Prenatal diagnosis and dysmorphic findings in mosaic trisomy 16.

We report two cases of mosaic trisomy 16 diagnosed by amniocentesis, with dysmorphic findings in both cases evident upon delivery. Following elective termination, case 1 demonstrated a trisomy 16 cell line in fetal skin (4 per cent) and placental tissue (64 per cent). Molecular studies on the disomic cell line indicated that both chromosome 16s were maternal in origin, suggesting loss of the paternal chromosome 16 from a trisomic zygote (uniparental heterodisomy).
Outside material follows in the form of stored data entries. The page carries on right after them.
impl Behaviour {
    /// `to!<expression>; continuation`
    pub fn send(to: impl Into<String>, expression: impl Into<String>, continuation: Behaviour) -> Self {
        Behaviour::Send {
            to: to.into(),
            expression: expression.into(),
            continuation: Arc::new(continuation),
        }
    }

    /// `from?; continuation`
    pub fn receive(from: impl Into<String>, continuation: Behaviour) -> Self {
        Behaviour::Receive {
            from: from.into(),
            continuation: Arc::new(continuation),
        }
    }

    /// `to+label; continuation`
    pub fn select(to: impl Into<String>, label: impl Into<String>, continuation: Behaviour) -> Self {
        Behaviour::Select {
            to: to.into(),
            label: label.into(),
            continuation: Arc::new(continuation),
        }
    }

    /// Offer `branches` to `from`. Each branch runs on into `continuation`.
    pub fn offer<L, I>(from: impl Into<String>, branches: I, continuation: Behaviour) -> Self
    where
        L: Into<String>,
        I: IntoIterator<Item = (L, Behaviour)>,
    {
        Behaviour::Offer {
            from: from.into(),
            branches: branches
                .into_iter()
                .map(|(label, branch)| (label.into(), Arc::new(branch)))
                .collect(),
            continuation: Arc::new(continuation),
        }
    }

    /// `if condition then .. else ..; continuation`
    pub fn branch(
        condition: impl Into<String>,
        then: Behaviour,
        otherwise: Behaviour,
        continuation: Behaviour,
    ) -> Self {
        Behaviour::Branch {
            condition: condition.into(),
            then: Arc::new(then),
            otherwise: Arc::new(otherwise),
            continuation: Arc::new(continuation),
        }
    }

    /// Call `procedure`, binding its parameters to `arguments` in order.
    pub fn call<A: Into<String>>(procedure: impl Into<String>, arguments: impl IntoIterator<Item = A>) -> Self {
        Behaviour::Call {
            procedure: procedure.into(),
            arguments: arguments.into_iter().map(Into::into).collect(),
        }
    }

    /// `left<->right; continuation`
    pub fn introduce(left: impl Into<String>, right: impl Into<String>, continuation: Behaviour) -> Self {
        Behaviour::Introduce {
            left: left.into(),
            right: right.into(),
            continuation: Arc::new(continuation),
        }
    }

    /// `sender?peer; continuation`
    pub fn introductee(sender: impl Into<String>, peer: impl Into<String>, continuation: Behaviour) -> Self {
        Behaviour::Introductee {
            sender: sender.into(),
            peer: peer.into(),
            continuation: Arc::new(continuation),
        }
    }

    /// `spawn child with behaviour continue continuation`
    pub fn spawn(child: impl Into<String>, behaviour: Behaviour, continuation: Behaviour) -> Self {
        Behaviour::Spawn {
            child: child.into(),
            behaviour: Arc::new(behaviour),
            continuation: Arc::new(continuation),
        }
    }

    /// Check whether this behaviour waits for input from another process.
    pub fn is_input(&self) -> bool {
        matches!(
            self,
            Behaviour::Receive { .. } | Behaviour::Offer { .. } | Behaviour::Introductee { .. }
        )
    }

    /// Check whether this behaviour starts an interaction with another process.
    pub fn is_output(&self) -> bool {
        matches!(
            self,
            Behaviour::Send { .. } | Behaviour::Select { .. } | Behaviour::Introduce { .. }
        )
    }

    /// Number of behaviour nodes in this tree.
    pub fn size(&self) -> usize {
        match self {
            Behaviour::Send { continuation, .. }
            | Behaviour::Receive { continuation, .. }
            | Behaviour::Select { continuation, .. }
            | Behaviour::Introduce { continuation, .. }
            | Behaviour::Introductee { continuation, .. } => 1 + continuation.size(),
            Behaviour::Offer {
                branches,
                continuation,
                ..
            } => 1 + continuation.size() + branches.values().map(|b| b.size()).sum::<usize>(),
            Behaviour::Branch {
                then,
                otherwise,
                continuation,
                ..
            } => 1 + then.size() + otherwise.size() + continuation.size(),
            Behaviour::Spawn {
                behaviour,
                continuation,
                ..
            } => 1 + behaviour.size() + continuation.size(),
            Behaviour::Call { .. } | Behaviour::Terminate => 1,
        }
    }

    /// Names this behaviour refers to as interaction partners or arguments.
    ///
    /// Bound variables are included; callers filter against the names that
    /// actually exist in a network.
    pub fn mentioned_processes(&self, into: &mut BTreeSet<String>) {
        match self {
            Behaviour::Send { to, continuation, .. } | Behaviour::Select { to, continuation, .. } => {
                into.insert(to.clone());
                continuation.mentioned_processes(into);
            }
            Behaviour::Receive { from, continuation } => {
                into.insert(from.clone());
                continuation.mentioned_processes(into);
            }
            Behaviour::Offer {
                from,
                branches,
                continuation,
            } => {
                into.insert(from.clone());
                for branch in branches.values() {
                    branch.mentioned_processes(into);
                }
                continuation.mentioned_processes(into);
            }
            Behaviour::Branch {
                then,
                otherwise,
                continuation,
                ..
            } => {
                then.mentioned_processes(into);
                otherwise.mentioned_processes(into);
                continuation.mentioned_processes(into);
            }
            Behaviour::Call { arguments, .. } => into.extend(arguments.iter().cloned()),
            Behaviour::Terminate => {}
            Behaviour::Introduce {
                left,
                right,
                continuation,
            } => {
                into.insert(left.clone());
                into.insert(right.clone());
                continuation.mentioned_processes(into);
            }
            Behaviour::Introductee {
                sender,
                continuation,
                ..
            } => {
                into.insert(sender.clone());
                continuation.mentioned_processes(into);
            }
            Behaviour::Spawn {
                behaviour,
                continuation,
                ..
            } => {
                behaviour.mentioned_processes(into);
                continuation.mentioned_processes(into);
            }
        }
    }

    /// Feed the structure of this behaviour to `state`, leaving out every
    /// process name and bound variable.
    ///
    /// Behaviours that differ only by a renaming of processes hash alike.
    pub(crate) fn hash_shape<H: Hasher>(&self, state: &mut H) {
        std::mem::discriminant(self).hash(state);
        match self {
            Behaviour::Send {
                expression,
                continuation,
                ..
            } => {
                expression.hash(state);
                continuation.hash_shape(state);
            }
            Behaviour::Select {
                label,
                continuation,
                ..
            } => {
                label.hash(state);
                continuation.hash_shape(state);
            }
            Behaviour::Receive { continuation, .. }
            | Behaviour::Introduce { continuation, .. }
            | Behaviour::Introductee { continuation, .. } => continuation.hash_shape(state),
            Behaviour::Offer {
                branches,
                continuation,
                ..
            } => {
                for (label, branch) in branches {
                    label.hash(state);
                    branch.hash_shape(state);
                }
                continuation.hash_shape(state);
            }
            Behaviour::Branch {
                condition,
                then,
                otherwise,
                continuation,
            } => {
                condition.hash(state);
                then.hash_shape(state);
                otherwise.hash_shape(state);
                continuation.hash_shape(state);
            }
            Behaviour::Call {
                procedure,
                arguments,
            } => {
                procedure.hash(state);
                arguments.len().hash(state);
            }
            Behaviour::Terminate => {}
            Behaviour::Spawn {
                behaviour,
                continuation,
                ..
            } => {
                behaviour.hash_shape(state);
                continuation.hash_shape(state);
            }
        }
    }

    /// Apply a simultaneous renaming of process references.
    ///
    /// Variables bound by `Introductee` and `Spawn` shadow the renaming in
    /// their scope.
    pub(crate) fn renamed(this: &Arc<Behaviour>, renaming: &Renaming) -> Arc<Behaviour> {
        if renaming.is_empty() {
            return Arc::clone(this);
        }
        let rename = |name: &String| renaming.get(name).unwrap_or(name).clone();

        let renamed = match &**this {
            Behaviour::Send {
                to,
                expression,
                continuation,
            } => Behaviour::Send {
                to: rename(to),
                expression: expression.clone(),
                continuation: Self::renamed(continuation, renaming),
            },
            Behaviour::Receive { from, continuation } => Behaviour::Receive {
                from: rename(from),
                continuation: Self::renamed(continuation, renaming),
            },
            Behaviour::Select {
                to,
                label,
                continuation,
            } => Behaviour::Select {
                to: rename(to),
                label: label.clone(),
                continuation: Self::renamed(continuation, renaming),
            },
            Behaviour::Offer {
                from,
                branches,
                continuation,
            } => Behaviour::Offer {
                from: rename(from),
                branches: branches
                    .iter()
                    .map(|(label, branch)| (label.clone(), Self::renamed(branch, renaming)))
                    .collect(),
                continuation: Self::renamed(continuation, renaming),
            },
            Behaviour::Branch {
                condition,
                then,
                otherwise,
                continuation,
            } => Behaviour::Branch {
                condition: condition.clone(),
                then: Self::renamed(then, renaming),
                otherwise: Self::renamed(otherwise, renaming),
                continuation: Self::renamed(continuation, renaming),
            },
            Behaviour::Call {
                procedure,
                arguments,
            } => Behaviour::Call {
                procedure: procedure.clone(),
                arguments: arguments.iter().map(rename).collect(),
            },
            Behaviour::Terminate => return Arc::clone(this),
            Behaviour::Introduce {
                left,
                right,
                continuation,
            } => Behaviour::Introduce {
                left: rename(left),
                right: rename(right),
                continuation: Self::renamed(continuation, renaming),
            },
            Behaviour::Introductee {
                sender,
                peer,
                continuation,
            } => Behaviour::Introductee {
                sender: rename(sender),
                peer: peer.clone(),
                continuation: Self::renamed(continuation, &shadow(renaming, peer)),
            },
            Behaviour::Spawn {
                child,
                behaviour,
                continuation,
            } => {
                let inner = shadow(renaming, child);
                Behaviour::Spawn {
                    child: child.clone(),
                    behaviour: Self::renamed(behaviour, &inner),
                    continuation: Self::renamed(continuation, &inner),
                }
            }
        };
        Arc::new(renamed)
    }

    /// Sequential composition: run `this`, then `next`.
    ///
    /// Every `Terminate` reachable in `this` is replaced by `next`. Calls are
    /// left untouched.
    pub(crate) fn sequenced(this: &Arc<Behaviour>, next: &Arc<Behaviour>) -> Arc<Behaviour> {
        if matches!(**next, Behaviour::Terminate) {
            return Arc::clone(this);
        }
        let then = |continuation: &Arc<Behaviour>| Self::sequenced(continuation, next);

        let sequenced = match &**this {
            Behaviour::Terminate => return Arc::clone(next),
            Behaviour::Call { .. } => return Arc::clone(this),
            Behaviour::Send {
                to,
                expression,
                continuation,
            } => Behaviour::Send {
                to: to.clone(),
                expression: expression.clone(),
                continuation: then(continuation),
            },
            Behaviour::Receive { from, continuation } => Behaviour::Receive {
                from: from.clone(),
                continuation: then(continuation),
            },
            Behaviour::Select {
                to,
                label,
                continuation,
            } => Behaviour::Select {
                to: to.clone(),
                label: label.clone(),
                continuation: then(continuation),
            },
            Behaviour::Offer {
                from,
                branches,
                continuation,
            } => Behaviour::Offer {
                from: from.clone(),
                branches: branches.clone(),
                continuation: then(continuation),
            },
            Behaviour::Branch {
                condition,
                then: yes,
                otherwise,
                continuation,
            } => Behaviour::Branch {
                condition: condition.clone(),
                then: Arc::clone(yes),
                otherwise: Arc::clone(otherwise),
                continuation: then(continuation),
            },
            Behaviour::Introduce {
                left,
                right,
                continuation,
            } => Behaviour::Introduce {
                left: left.clone(),
                right: right.clone(),
                continuation: then(continuation),
            },
            Behaviour::Introductee {
                sender,
                peer,
                continuation,
            } => Behaviour::Introductee {
                sender: sender.clone(),
                peer: peer.clone(),
                continuation: then(continuation),
            },
            Behaviour::Spawn {
                child,
                behaviour,
                continuation,
            } => Behaviour::Spawn {
                child: child.clone(),
                behaviour: Arc::clone(behaviour),
                continuation: then(continuation),
            },
        };
        Arc::new(sequenced)
    }
}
At birth, case 2 demonstrated only disomic cells in skin and blood, with trisomy 16 present in 4 per cent of cells from the amnion. Molecular studies confirmed both maternal and paternal contributions of the chromosome 16s. We analysed DNA from one previously reported case of mosaic trisomy 16 (Williams et al., 1992) and failed to find signs of uniparental disomy in this child with congenital heart defects. These cases had distinctive but different dysmorphic features. We suggest that trisomy 16 embryos may revert to disomy during the course of pregnancy, allowing for longer survival with various abnormalities in growth and morphogenesis. The clinical significance of prenatally detected mosaic trisomy 16 may not be completely defined by additional cytogenetic, molecular, and ultrasound studies.